Last summer, a friend called me to let me know that her pregnant daughter was coming to visit and asked if she would have a safe delivery if she went into labor during her stay. At first, this question seemed strange to me, given that there were many excellent hospitals nearby, until I realized the real problem behind the question: my friend and her daughter are black.
It is an unacceptable fact that black women in America are more than three times more likely to die from pregnancy-related causes than white women. This is true regardless of education level, socioeconomic status, age, geographic location, and type of health care. Even healthy, well-known athletes Serena Williams and Allison Felix almost died during pregnancy and childbirth.
Yet the prevalence of pregnancy-related complications, especially among people of color, has only accelerated. A new study by the Blue Cross Blue Shield Association found that between 2018 and 2020, the number of pregnancies, births and postpartum complications in the US increased by 9%. Among Black, Hispanic, and Asian women on Medicaid, these complications were 73%, 28%, and 38% higher, respectively, compared to white women on Medicaid, indicating an unfair deterioration in the quality of care.
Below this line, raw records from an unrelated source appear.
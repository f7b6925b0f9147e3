//! The interpreted override configuration: a read-only [`Config`] snapshot
//! decoded from reg3, and a chained [`ConfigBuilder`] for composing a new
//! reg3 value to transmit.

use crate::conversion::{code_to_voltage, unit_to_code, voltage_to_unit, Gains};
use crate::registers::ConfigRegister;
use strum_macros::EnumIter;

/// Switching frequency selected by the mode-select code. Discriminants are
/// the nominal frequencies in kHz.
#[derive(Debug, Copy, Clone, PartialEq, Eq)]
#[repr(u8)]
pub enum FrequencyMode {
    Low = 110,
    Med = 135,
    High = 215,
}

/// Power train topology selected by the mode-select code.
#[derive(Debug, Copy, Clone, PartialEq, Eq)]
pub enum PanelMode {
    UseSwitch,
    UseHBridge,
}

/// Dead time codes for the switching bridge. The datasheet gives no
/// code-to-milliseconds formula; values are the raw controller codes.
#[derive(Debug, Copy, Clone, PartialEq, Eq, PartialOrd, Ord, EnumIter)]
#[repr(u8)]
pub enum DeadTime {
    Zero = 0x0,
    One = 0x1,
    Two = 0x2,
    Three = 0x3,
    Four = 0x4,
    Five = 0x5,
    Six = 0x6,
    Max = 0x7,
}

impl FrequencyMode {
    /// Decode the frequency half of a mode-select code.
    ///
    /// Total over all 8 codes: the unassigned codes 6 and 7 read as High.
    /// This is the part's documented behaviour, not a driver convention.
    pub const fn from_a2_code(code: u8) -> Self {
        match code & 0x7 {
            0x0 | 0x3 | 0x6 | 0x7 => Self::High,
            0x1 | 0x4 => Self::Med,
            _ => Self::Low,
        }
    }

    const fn a2_base(self) -> u8 {
        match self {
            Self::High => 0x0,
            Self::Med => 0x1,
            Self::Low => 0x2,
        }
    }
}

impl PanelMode {
    /// Decode the panel half of a mode-select code.
    ///
    /// Total over all 8 codes: only 3, 4 and 5 select the H-bridge; the
    /// unassigned codes 6 and 7 read as the switch topology.
    pub const fn from_a2_code(code: u8) -> Self {
        match code & 0x7 {
            0x3 | 0x4 | 0x5 => Self::UseHBridge,
            _ => Self::UseSwitch,
        }
    }
}

impl DeadTime {
    /// Decode a 3-bit dead time code.
    pub const fn from_code(code: u8) -> Self {
        match code & 0x7 {
            0x0 => Self::Zero,
            0x1 => Self::One,
            0x2 => Self::Two,
            0x3 => Self::Three,
            0x4 => Self::Four,
            0x5 => Self::Five,
            0x6 => Self::Six,
            _ => Self::Max,
        }
    }
}

/// Combined mode-select code per datasheet Table 1: the H-bridge variants sit
/// three codes above their switch counterparts.
const fn a2_override_code(frequency_mode: FrequencyMode, panel_mode: PanelMode) -> u8 {
    let base = frequency_mode.a2_base();
    match panel_mode {
        PanelMode::UseHBridge => base + 0x3,
        PanelMode::UseSwitch => base,
    }
}

/// Read-only snapshot of the override configuration, translated into
/// physical units and symbolic modes.
#[derive(Debug, Copy, Clone, PartialEq)]
pub struct Config {
    /// ADC programming override enable.
    pub override_adc_programming: bool,
    pub frequency_mode: FrequencyMode,
    pub panel_mode: PanelMode,
    /// Override maximum output current in amps.
    pub i_out_max: f32,
    /// Override maximum output voltage in volts.
    pub v_out_max: f32,
    pub td_off: DeadTime,
    pub td_on: DeadTime,
    pub panel_mode_override_enable: bool,
    pub panel_mode_override: bool,
    /// Pin 5 clock output enable.
    pub clock_output_enable: bool,
    pub open_loop_operation: bool,
}

impl Config {
    /// Derive the snapshot from a register view and the installation's gain
    /// context. Pure; performs no bus traffic.
    pub fn from_register(reg: &ConfigRegister, gains: &Gains) -> Self {
        Self {
            override_adc_programming: reg.override_adc_programming,
            frequency_mode: FrequencyMode::from_a2_code(reg.a2_override),
            panel_mode: PanelMode::from_a2_code(reg.a2_override),
            i_out_max: voltage_to_unit(
                code_to_voltage(reg.i_out_max, 10, gains.vdda),
                gains.i_out,
            ),
            v_out_max: voltage_to_unit(
                code_to_voltage(reg.v_out_max, 10, gains.vdda),
                gains.v_out,
            ),
            td_off: DeadTime::from_code(reg.td_off),
            td_on: DeadTime::from_code(reg.td_on),
            panel_mode_override_enable: reg.panel_mode_override_enable,
            panel_mode_override: reg.panel_mode_override,
            clock_output_enable: reg.clock_output_enable,
            open_loop_operation: reg.open_loop_operation,
        }
    }
}

/// Composes a new reg3 value through chained setters.
///
/// The builder is never partially invalid: every intermediate state encodes
/// to a legal register value, so a half-configured builder can still be
/// built and transmitted safely.
#[derive(Debug, Copy, Clone)]
pub struct ConfigBuilder {
    reg: ConfigRegister,
    gains: Gains,
}

impl ConfigBuilder {
    /// Start from the datasheet power-on reset values.
    pub fn from_defaults(gains: Gains) -> Self {
        Self {
            reg: ConfigRegister::default(),
            gains,
        }
    }

    /// Start from a previously read register value.
    pub fn from_raw(gains: Gains, raw: u64) -> Self {
        Self {
            reg: ConfigRegister::from_raw(raw),
            gains,
        }
    }

    /// Clear the ADC programming override enable bit, handing ADC
    /// programming back to the configuration pins.
    pub fn reset_adc_programming_override(mut self) -> Self {
        self.reg.override_adc_programming = false;
        self
    }

    /// Select the switching frequency, keeping the currently latched panel
    /// mode. Also sets the ADC programming override enable bit; the part
    /// ignores the mode-select code without it.
    pub fn set_frequency_mode(mut self, frequency_mode: FrequencyMode) -> Self {
        let panel_mode = PanelMode::from_a2_code(self.reg.a2_override);
        self.reg.a2_override = a2_override_code(frequency_mode, panel_mode);
        self.reg.override_adc_programming = true;
        self
    }

    /// Select the panel topology, keeping the currently latched frequency
    /// mode. Also sets the ADC programming override enable bit.
    pub fn set_panel_mode(mut self, panel_mode: PanelMode) -> Self {
        let frequency_mode = FrequencyMode::from_a2_code(self.reg.a2_override);
        self.reg.a2_override = a2_override_code(frequency_mode, panel_mode);
        self.reg.override_adc_programming = true;
        self
    }

    /// Set the maximum output current override in amps.
    ///
    /// A negative or unrepresentable request forces the threshold to zero
    /// rather than clamping to full scale, and leaves the override enable
    /// untouched; an in-range request also sets the ADC programming override
    /// enable bit.
    pub fn set_output_current_max(mut self, amps: f32) -> Self {
        let code = unit_to_code(amps, self.gains.i_out, self.gains.vdda, 10);
        if amps < 0.0 || code > 0x3FF {
            self.reg.i_out_max = 0x000;
            return self;
        }
        self.reg.i_out_max = code as u16;
        self.reg.override_adc_programming = true;
        self
    }

    /// Set the maximum output voltage override in volts. Same range policy
    /// as [`set_output_current_max`](Self::set_output_current_max).
    pub fn set_output_voltage_max(mut self, volts: f32) -> Self {
        let code = unit_to_code(volts, self.gains.v_out, self.gains.vdda, 10);
        if volts < 0.0 || code > 0x3FF {
            self.reg.v_out_max = 0x000;
            return self;
        }
        self.reg.v_out_max = code as u16;
        self.reg.override_adc_programming = true;
        self
    }

    /// Set the dead time inserted after switch-off.
    pub fn set_dead_time_off(mut self, dead_time: DeadTime) -> Self {
        self.reg.td_off = dead_time as u8;
        self
    }

    /// Set the dead time inserted before switch-on.
    pub fn set_dead_time_on(mut self, dead_time: DeadTime) -> Self {
        self.reg.td_on = dead_time as u8;
        self
    }

    /// Clear the panel mode override enable bit, returning panel mode
    /// selection to the configuration pins.
    pub fn reset_panel_mode_override(mut self) -> Self {
        self.reg.panel_mode_override_enable = false;
        self
    }

    /// Set the panel mode override value. Also sets the panel mode override
    /// enable bit; the value bit is ignored without it.
    pub fn set_panel_mode_override(mut self, value: bool) -> Self {
        self.reg.panel_mode_override = value;
        self.reg.panel_mode_override_enable = true;
        self
    }

    /// The raw register value to transmit.
    pub fn build(self) -> u64 {
        self.reg.to_raw()
    }
}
From blood clots during childbirth to postpartum depression, these complications often leave thousands of women struggling with traumatic, long-term health consequences and exorbitant medical expenses that affect families and entire communities. These complications permeate the entire health care system, highlighting deep-seated problems, including racial inequality, care bias and major chronic diseases. In mid-September, the Centers for Disease Control and Prevention released new data showing that 4 out of 5 pregnancy-related deaths are preventable. Women should be able to trust the care they receive before, during and after the birth of a child.
As health leaders, we have a responsibility to the women and mothers who trust us with their care. Actions start with solid data to tell where gaps exist and where resources should be allocated. After that, leaders should align their maternal health efforts with national standard-setters and work with these partners to improve and measure progress.
All corners of the healthcare system, from insurance companies and healthcare providers to health advocacy organizations, are coming together to solve America’s maternal health crisis. The BCBSA has set a goal of reducing racial disparities in maternal health by 50% by 2026. But to improve results, we need concerted decisions.
Insurers have been successful in expanding access to doulas. According to March of Dimes, doula support results in fewer caesarean sections, reduced time spent in labor, lower overall costs, and fewer complications. Payers also report improved outcomes when regular follow-up examinations of the newborn are combined with counseling for the mother. Integrating integrated services into primary health care settings can help identify and treat mental illness, the leading cause of pregnancy-related death, and reduce costs.